# Problem to solve
Please write out, exactly as given, the line that contains "ordered by rank." and all lines that follow it through the end of the listing, and nothing else.

*** Opening of Records supplied ***

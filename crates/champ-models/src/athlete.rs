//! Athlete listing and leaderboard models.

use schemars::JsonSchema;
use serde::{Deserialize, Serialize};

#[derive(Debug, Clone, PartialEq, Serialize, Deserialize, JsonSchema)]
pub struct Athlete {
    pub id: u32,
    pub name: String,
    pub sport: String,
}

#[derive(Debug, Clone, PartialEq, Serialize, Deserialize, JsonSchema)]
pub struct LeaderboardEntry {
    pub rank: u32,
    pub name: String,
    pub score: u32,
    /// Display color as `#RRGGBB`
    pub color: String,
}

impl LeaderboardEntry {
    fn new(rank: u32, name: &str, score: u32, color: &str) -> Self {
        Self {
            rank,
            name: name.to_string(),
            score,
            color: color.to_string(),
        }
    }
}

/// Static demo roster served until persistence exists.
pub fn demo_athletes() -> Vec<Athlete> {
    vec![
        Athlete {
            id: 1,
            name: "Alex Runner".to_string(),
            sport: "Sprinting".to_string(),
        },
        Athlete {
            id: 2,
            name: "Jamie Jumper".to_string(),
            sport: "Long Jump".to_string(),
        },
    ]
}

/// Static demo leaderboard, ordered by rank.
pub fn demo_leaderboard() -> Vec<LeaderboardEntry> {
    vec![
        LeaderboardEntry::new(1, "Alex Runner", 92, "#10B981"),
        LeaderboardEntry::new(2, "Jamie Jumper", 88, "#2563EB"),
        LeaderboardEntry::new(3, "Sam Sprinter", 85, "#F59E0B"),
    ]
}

*** Close of Records supplied ***

# Exercise response
/// Static demo leaderboard, ordered by rank.
pub fn demo_leaderboard() -> Vec<LeaderboardEntry> {
    vec![
        LeaderboardEntry::new(1, "Alex Runner", 92, "#10B981"),
        LeaderboardEntry::new(2, "Jamie Jumper", 88, "#2563EB"),
        LeaderboardEntry::new(3, "Sam Sprinter", 85, "#F59E0B"),
    ]
}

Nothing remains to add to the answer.